What is needed:
Report all lines of the records that contain "elements".

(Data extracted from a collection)
▬▬▬

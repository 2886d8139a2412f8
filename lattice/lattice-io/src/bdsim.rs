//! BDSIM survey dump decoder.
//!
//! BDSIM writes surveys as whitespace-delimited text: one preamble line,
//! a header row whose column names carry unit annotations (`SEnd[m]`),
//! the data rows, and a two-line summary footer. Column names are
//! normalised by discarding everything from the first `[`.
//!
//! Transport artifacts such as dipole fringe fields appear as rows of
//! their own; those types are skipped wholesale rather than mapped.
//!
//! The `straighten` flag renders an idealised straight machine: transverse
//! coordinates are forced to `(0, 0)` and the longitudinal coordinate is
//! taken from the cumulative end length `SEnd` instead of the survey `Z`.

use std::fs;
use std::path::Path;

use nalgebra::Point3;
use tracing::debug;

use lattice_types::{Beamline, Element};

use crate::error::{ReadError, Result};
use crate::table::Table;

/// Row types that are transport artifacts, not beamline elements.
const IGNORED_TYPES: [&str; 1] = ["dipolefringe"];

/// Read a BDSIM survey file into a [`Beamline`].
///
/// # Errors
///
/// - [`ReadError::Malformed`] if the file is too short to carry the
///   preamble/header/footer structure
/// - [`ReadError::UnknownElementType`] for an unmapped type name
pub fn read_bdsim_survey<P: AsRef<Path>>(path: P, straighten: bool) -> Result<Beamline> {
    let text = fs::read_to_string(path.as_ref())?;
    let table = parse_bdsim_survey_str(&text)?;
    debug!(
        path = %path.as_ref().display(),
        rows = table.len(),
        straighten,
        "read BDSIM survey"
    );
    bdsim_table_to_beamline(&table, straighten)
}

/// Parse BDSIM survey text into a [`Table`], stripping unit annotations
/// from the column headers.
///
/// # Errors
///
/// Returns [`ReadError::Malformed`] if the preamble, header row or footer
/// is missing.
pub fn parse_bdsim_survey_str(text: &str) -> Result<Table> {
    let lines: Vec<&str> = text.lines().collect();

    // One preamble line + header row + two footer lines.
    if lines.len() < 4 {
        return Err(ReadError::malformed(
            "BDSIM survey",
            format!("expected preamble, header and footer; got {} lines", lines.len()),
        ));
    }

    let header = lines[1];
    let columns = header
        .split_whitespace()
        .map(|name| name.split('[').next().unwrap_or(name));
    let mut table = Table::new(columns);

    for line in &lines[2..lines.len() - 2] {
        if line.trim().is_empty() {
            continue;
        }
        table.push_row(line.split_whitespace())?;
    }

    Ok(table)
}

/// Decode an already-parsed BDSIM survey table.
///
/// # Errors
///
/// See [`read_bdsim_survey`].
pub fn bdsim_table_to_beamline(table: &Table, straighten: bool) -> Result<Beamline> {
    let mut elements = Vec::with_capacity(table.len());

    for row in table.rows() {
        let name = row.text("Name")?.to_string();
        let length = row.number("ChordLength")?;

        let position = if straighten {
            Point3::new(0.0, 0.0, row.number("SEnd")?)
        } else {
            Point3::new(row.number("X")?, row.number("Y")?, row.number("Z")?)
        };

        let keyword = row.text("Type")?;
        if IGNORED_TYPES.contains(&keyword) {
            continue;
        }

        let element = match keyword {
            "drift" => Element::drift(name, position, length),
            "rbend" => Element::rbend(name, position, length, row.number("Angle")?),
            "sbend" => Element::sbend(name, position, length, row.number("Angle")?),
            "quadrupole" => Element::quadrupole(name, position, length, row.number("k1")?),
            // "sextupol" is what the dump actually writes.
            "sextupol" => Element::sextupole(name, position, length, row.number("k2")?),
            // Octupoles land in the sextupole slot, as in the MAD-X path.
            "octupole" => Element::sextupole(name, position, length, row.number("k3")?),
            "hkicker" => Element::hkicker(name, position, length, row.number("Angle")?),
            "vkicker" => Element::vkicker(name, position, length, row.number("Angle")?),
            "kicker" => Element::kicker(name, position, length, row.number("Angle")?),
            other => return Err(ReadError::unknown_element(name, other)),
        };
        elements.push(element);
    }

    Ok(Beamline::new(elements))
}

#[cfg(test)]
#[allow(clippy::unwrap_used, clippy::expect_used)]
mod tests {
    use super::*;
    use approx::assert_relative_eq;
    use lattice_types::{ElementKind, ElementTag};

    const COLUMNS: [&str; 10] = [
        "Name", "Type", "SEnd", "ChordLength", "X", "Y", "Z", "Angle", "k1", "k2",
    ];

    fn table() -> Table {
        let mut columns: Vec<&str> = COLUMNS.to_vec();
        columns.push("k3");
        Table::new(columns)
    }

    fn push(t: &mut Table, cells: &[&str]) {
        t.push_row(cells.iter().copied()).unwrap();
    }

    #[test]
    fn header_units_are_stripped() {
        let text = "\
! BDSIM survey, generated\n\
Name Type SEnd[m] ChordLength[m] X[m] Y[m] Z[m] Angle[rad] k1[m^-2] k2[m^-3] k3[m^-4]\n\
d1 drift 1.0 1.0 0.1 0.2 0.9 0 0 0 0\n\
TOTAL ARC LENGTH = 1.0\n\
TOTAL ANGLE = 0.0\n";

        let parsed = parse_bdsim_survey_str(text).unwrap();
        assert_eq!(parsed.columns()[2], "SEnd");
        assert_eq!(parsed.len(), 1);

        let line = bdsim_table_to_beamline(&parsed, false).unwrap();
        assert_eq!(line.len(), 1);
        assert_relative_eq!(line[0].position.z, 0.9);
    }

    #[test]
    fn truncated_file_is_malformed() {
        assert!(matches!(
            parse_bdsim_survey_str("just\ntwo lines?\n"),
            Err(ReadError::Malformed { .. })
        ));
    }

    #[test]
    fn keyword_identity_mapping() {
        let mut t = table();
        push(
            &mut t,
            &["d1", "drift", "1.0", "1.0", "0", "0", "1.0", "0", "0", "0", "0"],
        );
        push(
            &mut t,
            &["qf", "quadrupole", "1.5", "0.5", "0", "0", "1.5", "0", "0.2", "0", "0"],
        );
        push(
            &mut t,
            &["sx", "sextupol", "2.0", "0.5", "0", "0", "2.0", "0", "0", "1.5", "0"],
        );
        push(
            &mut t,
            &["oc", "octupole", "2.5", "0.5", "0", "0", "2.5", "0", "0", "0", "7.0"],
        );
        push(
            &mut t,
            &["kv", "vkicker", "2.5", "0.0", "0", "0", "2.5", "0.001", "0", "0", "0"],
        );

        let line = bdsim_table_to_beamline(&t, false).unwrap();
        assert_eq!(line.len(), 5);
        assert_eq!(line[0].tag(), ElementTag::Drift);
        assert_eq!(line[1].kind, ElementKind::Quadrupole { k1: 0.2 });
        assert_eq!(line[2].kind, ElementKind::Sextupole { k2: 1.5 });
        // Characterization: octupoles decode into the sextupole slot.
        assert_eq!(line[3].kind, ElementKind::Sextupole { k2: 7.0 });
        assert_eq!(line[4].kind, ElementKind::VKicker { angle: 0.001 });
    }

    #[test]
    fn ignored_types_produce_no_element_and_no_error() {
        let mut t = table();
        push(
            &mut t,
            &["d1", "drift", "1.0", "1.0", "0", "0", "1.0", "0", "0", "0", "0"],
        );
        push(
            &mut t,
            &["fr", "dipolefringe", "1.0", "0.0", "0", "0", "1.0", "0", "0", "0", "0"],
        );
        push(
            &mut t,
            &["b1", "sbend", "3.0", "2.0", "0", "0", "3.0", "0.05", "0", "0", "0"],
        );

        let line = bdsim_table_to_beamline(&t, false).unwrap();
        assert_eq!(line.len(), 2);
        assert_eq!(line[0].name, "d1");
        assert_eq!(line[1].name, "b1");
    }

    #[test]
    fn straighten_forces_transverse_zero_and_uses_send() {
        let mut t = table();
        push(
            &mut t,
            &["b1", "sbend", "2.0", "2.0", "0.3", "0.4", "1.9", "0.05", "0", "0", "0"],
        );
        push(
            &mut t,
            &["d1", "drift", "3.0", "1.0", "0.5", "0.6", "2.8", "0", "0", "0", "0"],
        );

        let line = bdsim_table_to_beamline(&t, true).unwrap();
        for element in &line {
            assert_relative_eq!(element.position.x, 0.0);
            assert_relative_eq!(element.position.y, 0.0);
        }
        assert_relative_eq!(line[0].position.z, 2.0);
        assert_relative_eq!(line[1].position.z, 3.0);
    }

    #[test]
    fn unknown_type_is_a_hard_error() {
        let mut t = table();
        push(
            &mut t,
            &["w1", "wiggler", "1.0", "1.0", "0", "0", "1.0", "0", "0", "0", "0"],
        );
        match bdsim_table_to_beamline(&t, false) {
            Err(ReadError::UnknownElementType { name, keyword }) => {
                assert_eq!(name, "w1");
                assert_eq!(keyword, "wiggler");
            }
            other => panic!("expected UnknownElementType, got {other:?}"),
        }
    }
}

▬▬▬

Output of the task:
/// Row types that are transport artifacts, not beamline elements.
    let mut elements = Vec::with_capacity(table.len());
        elements.push(element);
    Ok(Beamline::new(elements))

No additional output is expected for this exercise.